Friday, January 12, 2018

Made Jelly






As another Lame Cherry exclusive in matter anti matter.


I started making jelly as a teenager when I discovered that jelly in the stores ranged from glorified horse pee to rotten sugared fruit.

The first thing I learned in making jelly is not to have a recipe. I was making chokecherry jelly which is the epitome of jellies, the stuff God eats while he gives sinners Smuckers. I learned that the more sour the fruit the better the jelly will be. Sweet fruit gets lost in jelly and tart fruit is the ambrosia of God.

I am going to give the apple jelly recipe as that is what I just made. Apple jelly sucks in it is more difficult than other jellies, due to the fact I have to first:

Wipe the fruit off.

Slice the fruit leaving the core. (Cores are dirty as are stems, and I save the wee baby apple seeds.)

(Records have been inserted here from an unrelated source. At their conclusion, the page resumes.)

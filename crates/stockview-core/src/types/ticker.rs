//! 시세 및 종목 타입.
//!
//! 이 모듈은 화면에 표시되는 정규화된 시세 타입을 정의합니다:
//! - `Ticker` - 정규화된 종목 시세 레코드
//! - `GainersLosersSnapshot` - 상승/하락 상위 종목 스냅샷
//! - `SymbolMatch` - 종목 검색 결과 항목
//!
//! 영속화되는 JSON 필드명은 로컬 저장소의 기존 형식(camelCase)을 따릅니다.

use serde::{Deserialize, Serialize};

/// 정규화된 종목 시세 레코드.
///
/// 업스트림의 이질적인 필드(`ticker`|`symbol`|`name`, `price`|`close`,
/// `change`)를 정규화한 결과입니다. 누락된 필드는 빈 문자열로 저장되며,
/// 정규화 과정에서 에러가 발생하지 않습니다.
#[derive(Debug, Clone, Default, PartialEq, Eq, Serialize, Deserialize)]
#[serde(rename_all = "camelCase")]
pub struct Ticker {
    /// 종목 심볼 (조회용으로는 대문자 정규화)
    pub symbol: String,
    /// 종목명
    pub name: String,
    /// 표시용 가격 문자열 (비어 있을 수 있음)
    pub price: String,
    /// 표시용 등락률 문자열 (비어 있을 수 있음)
    pub change_percent: String,
}

impl Ticker {
    /// 조회용 대문자 심볼을 반환합니다.
    pub fn lookup_symbol(&self) -> String {
        normalize_symbol(&self.symbol)
    }
}

/// 심볼을 조회용 대문자 형식으로 정규화합니다.
pub fn normalize_symbol(symbol: &str) -> String {
    symbol.trim().to_uppercase()
}

/// 상승/하락 상위 종목 스냅샷.
///
/// 두 시퀀스 모두 업스트림의 순위 순서를 그대로 유지합니다.
/// 표시 개수 제한은 UI 경계에서 수행하며 캐시에는 전체가 저장됩니다.
#[derive(Debug, Clone, Default, PartialEq, Eq, Serialize, Deserialize)]
#[serde(rename_all = "camelCase")]
pub struct GainersLosersSnapshot {
    /// 상승 상위 종목 (순위 순)
    pub top_gainers: Vec<Ticker>,
    /// 하락 상위 종목 (순위 순)
    pub top_losers: Vec<Ticker>,
}

impl GainersLosersSnapshot {
    /// 스냅샷이 비어 있는지 확인합니다.
    pub fn is_empty(&self) -> bool {
        self.top_gainers.is_empty() && self.top_losers.is_empty()
    }
}

/// 종목 검색 결과 항목.
#[derive(Debug, Clone, PartialEq, Eq, Serialize, Deserialize)]
#[serde(rename_all = "camelCase")]
pub struct SymbolMatch {
    /// 종목 심볼
    pub symbol: String,
    /// 종목명
    pub name: String,
}

/// 빠른 시세 조회 결과 (보조 제공자).
///
/// 워치리스트 표시에서 최후 수단으로 사용하는 가격 폴백입니다.
#[derive(Debug, Clone, Default, PartialEq, Eq, Serialize, Deserialize)]
#[serde(rename_all = "camelCase")]
pub struct QuickQuote {
    /// 종목 심볼
    pub symbol: String,
    /// 표시용 가격 문자열 (비어 있을 수 있음)
    pub price: String,
    /// 표시용 등락률 문자열 (비어 있을 수 있음)
    pub change_percent: String,
}
//! 동시 실행 상한이 있는 배치 결합자.
//!
//! 독립적인 비동기 작업 여러 개를 동시에 실행하되, 항목별 실패를
//! 격리하여 각 항목이 자신의 결과 슬롯으로만 실패하게 합니다.
//! 한 항목의 실패가 배치의 나머지를 취소하거나 실패시키지 않습니다.

use crate::error::Result;
use futures::stream::{self, StreamExt};
use std::future::Future;

/// 항목들을 동시 실행 상한 아래에서 처리하고 항목별 결과를 반환합니다.
///
/// 입력 순서가 출력 순서로 유지됩니다. `limit`이 0이면 1로 처리합니다.
pub async fn join_bounded<I, T, U, F, Fut>(items: I, limit: usize, op: F) -> Vec<Result<U>>
where
    I: IntoIterator<Item = T>,
    F: Fn(T) -> Fut,
    Fut: Future<Output = Result<U>>,
{
    stream::iter(items.into_iter().map(op))
        .buffered(limit.max(1))
        .collect()
        .await
}
//! 설정 관리.
//!
//! 이 모듈은 애플리케이션 설정을 정의하고 관리합니다.
//! 기본값 → TOML 파일 → 환경 변수(`STOCKVIEW__` 접두사) 순으로 적용됩니다.

use serde::{Deserialize, Serialize};
use std::path::Path;

/// 애플리케이션 설정.
#[derive(Debug, Clone, Default, Deserialize, Serialize)]
pub struct AppConfig {
    /// 시장 데이터 제공자 설정
    #[serde(default)]
    pub market: MarketDataConfig,
    /// 로고/빠른 시세 제공자 설정
    #[serde(default)]
    pub logo: LogoConfig,
    /// 캐시 설정
    #[serde(default)]
    pub cache: CacheConfig,
    /// 검색 설정
    #[serde(default)]
    pub search: SearchConfig,
    /// 로깅 설정
    #[serde(default)]
    pub logging: LoggingConfig,
}

/// 시장 데이터 제공자 설정.
#[derive(Debug, Clone, Deserialize, Serialize)]
pub struct MarketDataConfig {
    /// API Base URL
    pub base_url: String,
    /// API 키
    pub api_key: String,
    /// 요청 타임아웃 (초)
    pub timeout_secs: u64,
}

impl Default for MarketDataConfig {
    fn default() -> Self {
        Self {
            base_url: "https://www.alphavantage.co".to_string(),
            api_key: "demo".to_string(),
            timeout_secs: 30,
        }
    }
}

/// 로고/빠른 시세 제공자 설정.
///
/// 보조 제공자는 자격증명 없이 접근 가능한 이미지 URL 패턴과
/// 종목별 빠른 시세 엔드포인트를 제공합니다.
#[derive(Debug, Clone, Deserialize, Serialize)]
pub struct LogoConfig {
    /// 로고 이미지 Base URL (`{base}/{SYMBOL}.png` 형식)
    pub image_base_url: String,
    /// 빠른 시세 Base URL (`{base}/{SYMBOL}` 형식)
    pub quote_base_url: String,
    /// 후보 이미지 존재 확인 타임아웃 (밀리초)
    pub probe_timeout_ms: u64,
    /// 배치 해석 시 동시 요청 상한
    pub max_concurrency: usize,
}

impl Default for LogoConfig {
    fn default() -> Self {
        Self {
            image_base_url: "https://financialmodelingprep.com/image-stock".to_string(),
            quote_base_url: "https://quickquote.stockview.app/v1/quote".to_string(),
            probe_timeout_ms: 2_500,
            max_concurrency: 4,
        }
    }
}

/// 캐시 설정.
#[derive(Debug, Clone, Deserialize, Serialize)]
pub struct CacheConfig {
    /// 캐시 항목의 TTL (시간 단위)
    pub ttl_hours: u64,
    /// 로컬 키-값 저장소 파일 경로
    pub storage_path: String,
}

impl CacheConfig {
    /// TTL을 밀리초 단위로 반환합니다.
    pub fn ttl_millis(&self) -> i64 {
        (self.ttl_hours as i64) * 60 * 60 * 1000
    }
}

impl Default for CacheConfig {
    fn default() -> Self {
        Self {
            ttl_hours: 24,
            storage_path: "data/stockview-store.json".to_string(),
        }
    }
}

/// 검색 설정.
#[derive(Debug, Clone, Deserialize, Serialize)]
pub struct SearchConfig {
    /// 디바운스 대기 시간 (밀리초)
    pub debounce_ms: u64,
}

impl Default for SearchConfig {
    fn default() -> Self {
        Self { debounce_ms: 400 }
    }
}

/// 로깅 설정.
#[derive(Debug, Clone, Deserialize, Serialize)]
pub struct LoggingConfig {
    /// 로그 레벨
    pub level: String,
    /// 로그 형식 (pretty, json, compact)
    pub format: String,
}

impl Default for LoggingConfig {
    fn default() -> Self {
        Self {
            level: "info".to_string(),
            format: "pretty".to_string(),
        }
    }
}

impl AppConfig {
    /// 파일과 환경 변수에서 설정을 로드합니다.
    pub fn load<P: AsRef<Path>>(path: P) -> Result<Self, config::ConfigError> {
        let builder = config::Config::builder()
            // 기본값으로 시작
            .set_default("market.base_url", "https://www.alphavantage.co")?
            .set_default("cache.ttl_hours", 24)?
            // 파일에서 로드
            .add_source(config::File::from(path.as_ref()).required(false))
            // 환경 변수로 오버라이드
            .add_source(
                config::Environment::with_prefix("STOCKVIEW")
                    .separator("__")
                    .try_parsing(true),
            );

        let config = builder.build()?;
        config.try_deserialize()
    }

    /// 기본 경로에서 설정을 로드합니다.
    pub fn load_default() -> Result<Self, config::ConfigError> {
        Self::load("config/default.toml")
    }
}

Slice the fruit into pieces.

After all of that, the next step is to boil the apples, as in cook them. I put about 2/3rds water into the pan, and let it cook down, where I mash the fruit up with a potato masher. Leave the skins on as that is where the flavor is at.

What you will end up with is apple mush.

Then you lay a straining cloth onto a colander, over a bowl, and dump it in. This is hand burning stuff even with rubber gloves, if you are stupid as I am in not letting things cool, as I twist the cloth to press the apple juice out.
If you have TWO METAL COLANDERS you can gently press the mix, if not it is the hard way, without a cider press.

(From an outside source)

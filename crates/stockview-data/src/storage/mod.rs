//! 로컬 영속 저장소.

pub mod kv;

pub use kv::{get_json, set_json, FileKvStore, KvStore, MemoryKvStore};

Ok, now you have some pretty reddish brown yellow stuff, if you use red apples, that you think looks like apple juice, and then you taste it and say, "This tastes like sour horse piss". Do not be alarmed as this is not juice like you drink.

Now for the recipe:


5 cups of apple juice put into a very large pot.
Add 3 1/2 cups sugar, dissolve while heating.
When the sugar is dissolved, and before this mix boils -
Stir in Sure Jell, and make sure you stir it in or you will have lumps, and if you add it while it is boiling you will have pectin globs you will have to fish  out.

Boil this a minute or two.

Now being careful as this is hot and flesh eating stuff if it gets on you, you place this into your jelly jars. You of course have metal funnels to assist in this as PLASTIC MELTS.

I have all of this stuff, as while other children were throwing out their dead mum's canning stuff, I was busy buying it for a fifty cents at the thrift store.

Cover the jelly with two pot holders,  screwing things down, and not being Darwin, and you have made jelly.

The original sour horse piss, with sugar will taste like weak sweet apple juice, and with the pectin will tang it up, and be sprite jelly.

I first made this jelly using Grampa's McIntosh. That mealy apple makes good jelly. It will be yellowish. I moved onto crabs which were red, and give you a russet red color, about the same flavor. This batch was Haralsons, and Nom de Deus, they got some kick to them and this is pretty good jelly.

I use this at Christmas in hot brandies. Melts up nice in hot water, and is my tradition.

The apples I used in this were wind falls. The deer were chewing on them and pooping around them. It was a real adventure in a shit minefield. If you do not save the seeds which is sad, you can just wipe the apples off, cut the stem and blossom end off, slice and it saves some time.

I had a small stock pot, you know the French kind that are about yea tall, for this venture with TL, and we filled it up. Got like 4 batches of jelly out of it which is around 5 jars a batch. So this makes enough jelly for your to forget how much you never want to do this again.

Once you make your own jelly, you will get this nose problem, as you will be at restaurants or  the relatives eating jelly and think, "What the hell is this shit!!!". Of course you will not say it, but your nose will wrinkle slightly and you will wonder why sweet jelly that tastes like nothing or thick stuff that tastes like fake fruit is something any person would ever spend money on.

I like homemade jelly. Most like strawberry is easy in you have a food processor do the work and boil it up to jam. Some is harder like chokecherry and apple, but once you get it done it is something you can enjoy for usually years. I know what the labels say, but I think I got some 20 plus year old jelly that is as good as when I made it. It seals and just sort of gets more jelly like and I am too stingy to throw things out, or waste it on the neighbors in being kind to them.

Oh and Made Jelly, is in honor of our Beaver Trapping Heritage, in pelts in a bale were called Made Beaver from our great Quebec to our American Rockies.
One more thing, you will know if you made jelly as in the bottom of your pan, it will start solidifying in what is left once the jelly is out. If not, you will have to run her through again. Don't worry about apple too much though as that stuff takes a coon's age to really act like jelly. I think some of that stuff never behaved until the second or third year in that I would call it jelly like you think of jelly.

Enough of this, as what do you think this is, a celebration of Canadian Montecalm and French babies running barefoot in snow in tunics, becoming a stalwart American breed, unlike those pussy Eurasians grubbing for dictators on all fours.